Supplied data below:
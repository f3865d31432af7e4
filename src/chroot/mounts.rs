//! Partition mounts, pseudo-filesystem binds, emulator install and teardown.

use anyhow::{Context, Result};
use std::fs;
use std::os::unix::fs::PermissionsExt;
use std::path::{Path, PathBuf};

use super::loopdev::{self, partition_node};
use crate::config::Config;
use crate::error::BuildError;
use crate::process::{Cmd, CommandRunner};
use crate::session::{BuildSession, SessionStage};

/// Boot partition mount point relative to the target root.
pub const BOOT_DIR: &str = "boot/firmware";

/// Host pseudo-filesystems bound into the target, in mount order.
pub const PSEUDO_FS: [(&str, &str); 4] = [
    ("/proc", "proc"),
    ("/sys", "sys"),
    ("/dev", "dev"),
    ("/dev/pts", "dev/pts"),
];

const RESOLV_CONF: &str = "etc/resolv.conf";
const RESOLV_BACKUP: &str = "etc/resolv.conf.pibake-orig";
/// Present when the target had no resolv.conf of its own.
const RESOLV_ADDED: &str = "etc/resolv.conf.pibake-added";

/// Mount partition 2 (root) at the mount point and partition 1 (boot) under it.
pub fn mount_partitions(session: &mut BuildSession, runner: &dyn CommandRunner) -> Result<()> {
    let device = session
        .mount
        .loop_device
        .clone()
        .context("No loop device attached")?;
    let root = session.mount_point();
    fs::create_dir_all(&root)
        .with_context(|| format!("Failed to create mount point {}", root.display()))?;

    mount_device(runner, "root", &partition_node(&device, 2), &root)?;

    let boot = root.join(BOOT_DIR);
    fs::create_dir_all(&boot)
        .with_context(|| format!("Failed to create {}", boot.display()))?;
    mount_device(runner, "boot", &partition_node(&device, 1), &boot)?;

    session.mount.stage = SessionStage::PartitionsMounted;
    tracing::info!("Mounted {} at {}", device, root.display());
    Ok(())
}

fn mount_device(
    runner: &dyn CommandRunner,
    partition: &'static str,
    device: &str,
    target: &Path,
) -> Result<()> {
    let result = Cmd::new("mount")
        .arg(device)
        .arg_path(target)
        .allow_fail()
        .run_with(runner)?;
    if !result.success() {
        tracing::error!("mount {} failed: {}", device, result.stderr_trimmed());
        return Err(BuildError::MountFailed {
            partition,
            device: device.to_string(),
            target: target.to_path_buf(),
        }
        .into());
    }
    Ok(())
}

/// Bind-mount `/proc`, `/sys`, `/dev`, `/dev/pts` and install the host's
/// resolver config so the chroot has DNS.
pub fn bind_pseudo_filesystems(
    session: &mut BuildSession,
    runner: &dyn CommandRunner,
    config: &Config,
) -> Result<()> {
    let root = session.mount_point();

    for (source, rel) in PSEUDO_FS {
        let target = root.join(rel);
        fs::create_dir_all(&target)
            .with_context(|| format!("Failed to create {}", target.display()))?;
        let result = Cmd::new("mount")
            .arg("--bind")
            .arg(source)
            .arg_path(&target)
            .allow_fail()
            .run_with(runner)?;
        if !result.success() {
            return Err(BuildError::MountFailed {
                partition: rel_label(rel),
                device: source.to_string(),
                target,
            }
            .into());
        }
    }

    install_resolv_conf(&root, &config.resolv_conf)?;
    session.mount.stage = SessionStage::PseudoFsBound;
    Ok(())
}

fn rel_label(rel: &str) -> &'static str {
    match rel {
        "proc" => "proc",
        "sys" => "sys",
        "dev" => "dev",
        _ => "dev/pts",
    }
}

fn install_resolv_conf(root: &Path, host_resolv: &Path) -> Result<()> {
    if !host_resolv.is_file() {
        tracing::warn!(
            "{} not found; the chroot may have no DNS",
            host_resolv.display()
        );
        return Ok(());
    }

    let target = root.join(RESOLV_CONF);
    let backup = root.join(RESOLV_BACKUP);
    let added = root.join(RESOLV_ADDED);
    if let Some(parent) = target.parent() {
        fs::create_dir_all(parent)?;
    }
    // symlink_metadata: the target's resolv.conf is often a dangling symlink
    // into /run, and must be moved aside rather than followed. An `added`
    // marker means the current file is our own copy from an earlier install.
    if !added.exists() {
        let has_backup = fs::symlink_metadata(&backup).is_ok();
        if fs::symlink_metadata(&target).is_ok() {
            if has_backup {
                fs::remove_file(&target)?;
            } else {
                fs::rename(&target, &backup)
                    .with_context(|| format!("Failed to back up {}", target.display()))?;
            }
        } else if !has_backup {
            fs::write(&added, "")?;
        }
    }
    fs::copy(host_resolv, &target)
        .with_context(|| format!("Failed to copy {} into chroot", host_resolv.display()))?;
    Ok(())
}

fn restore_resolv_conf(root: &Path) -> Result<()> {
    let backup = root.join(RESOLV_BACKUP);
    let added = root.join(RESOLV_ADDED);
    let target = root.join(RESOLV_CONF);
    if added.exists() {
        if fs::symlink_metadata(&target).is_ok() {
            fs::remove_file(&target)?;
        }
        fs::remove_file(&added)?;
        return Ok(());
    }
    if fs::symlink_metadata(&backup).is_err() {
        return Ok(());
    }
    if fs::symlink_metadata(&target).is_ok() {
        fs::remove_file(&target)?;
    }
    fs::rename(&backup, &target)
        .with_context(|| format!("Failed to restore {}", target.display()))
}

/// Path of the emulator inside the target root.
pub fn emulator_target(root: &Path, config: &Config) -> PathBuf {
    root.join("usr/bin").join(config.emulator_name())
}

/// Copy the static emulator into the target's `usr/bin`.
pub fn install_emulator(
    session: &mut BuildSession,
    config: &Config,
) -> Result<()> {
    if !config.qemu_binary.is_file() {
        return Err(BuildError::EmulatorMissing(config.qemu_binary.clone()).into());
    }
    let target = emulator_target(&session.mount_point(), config);
    if let Some(parent) = target.parent() {
        fs::create_dir_all(parent)?;
    }
    fs::copy(&config.qemu_binary, &target)
        .with_context(|| format!("Failed to install emulator at {}", target.display()))?;
    fs::set_permissions(&target, fs::Permissions::from_mode(0o755))?;

    session.mount.stage = SessionStage::EmulatorInstalled;
    tracing::debug!("Installed emulator {}", target.display());
    Ok(())
}

/// Remove the emulator before the image is delivered.
pub fn remove_emulator(session: &BuildSession, config: &Config) -> Result<()> {
    let target = emulator_target(&session.mount_point(), config);
    match fs::remove_file(&target) {
        Ok(()) => {
            tracing::info!("Removed emulator {}", target.display());
            Ok(())
        }
        Err(e) if e.kind() == std::io::ErrorKind::NotFound => Ok(()),
        Err(e) => Err(e).with_context(|| format!("Failed to remove {}", target.display())),
    }
}

/// Run a no-op inside the chroot to prove emulation works.
pub fn verify_chroot(session: &mut BuildSession, runner: &dyn CommandRunner) -> Result<()> {
    let root = session.mount_point();
    let outcome = Cmd::new("chroot")
        .arg_path(&root)
        .arg("/bin/true")
        .allow_fail()
        .run_with(runner);

    let reason = match outcome {
        Ok(result) if result.success() => None,
        Ok(result) => Some(format!(
            "exit code {}: {}",
            result.code(),
            result.stderr_trimmed()
        )),
        Err(e) => Some(format!("{:#}", e)),
    };

    if let Some(reason) = reason {
        return Err(BuildError::ChrootUnusable { root, reason }.into());
    }

    session.mount.stage = SessionStage::Ready;
    tracing::info!("Chroot at {} is ready", root.display());
    Ok(())
}

/// Unmount targets in teardown order.
pub fn teardown_targets(root: &Path) -> Vec<PathBuf> {
    let mut targets: Vec<PathBuf> = PSEUDO_FS.iter().rev().map(|(_, rel)| root.join(rel)).collect();
    targets.push(root.join(BOOT_DIR));
    targets.push(root.to_path_buf());
    targets
}

/// Release everything the session holds, in strict reverse order.
///
/// Idempotent: "not mounted" and "already detached" count as success, so it
/// is safe after a partial failure and safe to call twice. Unexpected
/// failures do not stop the remaining steps; they are reported together at
/// the end.
pub fn teardown(session: &mut BuildSession, runner: &dyn CommandRunner) -> Result<()> {
    let root = session.mount_point();
    let mut failures = Vec::new();

    if let Err(e) = restore_resolv_conf(&root) {
        failures.push(format!("{:#}", e));
    }

    for target in teardown_targets(&root) {
        if let Err(e) = unmount(runner, &target) {
            failures.push(format!("{:#}", e));
        }
    }

    let marker = session.loop_marker();
    let device = session
        .mount
        .loop_device
        .take()
        .or_else(|| loopdev::read_marker(&marker));
    if let Some(device) = device {
        match loopdev::detach_loop(runner, &device) {
            Ok(()) => {
                if let Err(e) = loopdev::remove_marker(&marker) {
                    failures.push(format!("{:#}", e));
                }
            }
            Err(e) => {
                // Keep ownership so a later teardown can retry.
                session.mount.loop_device = Some(device);
                failures.push(format!("{:#}", e));
            }
        }
    } else {
        loopdev::remove_marker(&marker)?;
    }

    if failures.is_empty() {
        session.mount.stage = SessionStage::TornDown;
        Ok(())
    } else {
        anyhow::bail!("Teardown incomplete:\n  {}", failures.join("\n  "))
    }
}

/// Lazy unmount; a target that is not mounted is success.
fn unmount(runner: &dyn CommandRunner, target: &Path) -> Result<()> {
    if !target.exists() {
        return Ok(());
    }
    let result = Cmd::new("umount")
        .arg("--lazy")
        .arg_path(target)
        .allow_fail()
        .run_with(runner)?;

    if result.success() {
        tracing::debug!("Unmounted {}", target.display());
        return Ok(());
    }
    let stderr = result.stderr_trimmed();
    if is_not_mounted(stderr) {
        return Ok(());
    }
    anyhow::bail!("Failed to unmount {}: {}", target.display(), stderr)
}

fn is_not_mounted(stderr: &str) -> bool {
    let stderr = stderr.to_ascii_lowercase();
    stderr.contains("not mounted") || stderr.contains("no mount point") || stderr.contains("not found")
}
End of Supplied data.
§ Exercise instructions:
Find the lines above holding the word "loopdev" and show them.

§ Output for this task:
use super::loopdev::{self, partition_node};
        .or_else(|| loopdev::read_marker(&marker));
        match loopdev::detach_loop(runner, &device) {
                if let Err(e) = loopdev::remove_marker(&marker) {
        loopdev::remove_marker(&marker)?;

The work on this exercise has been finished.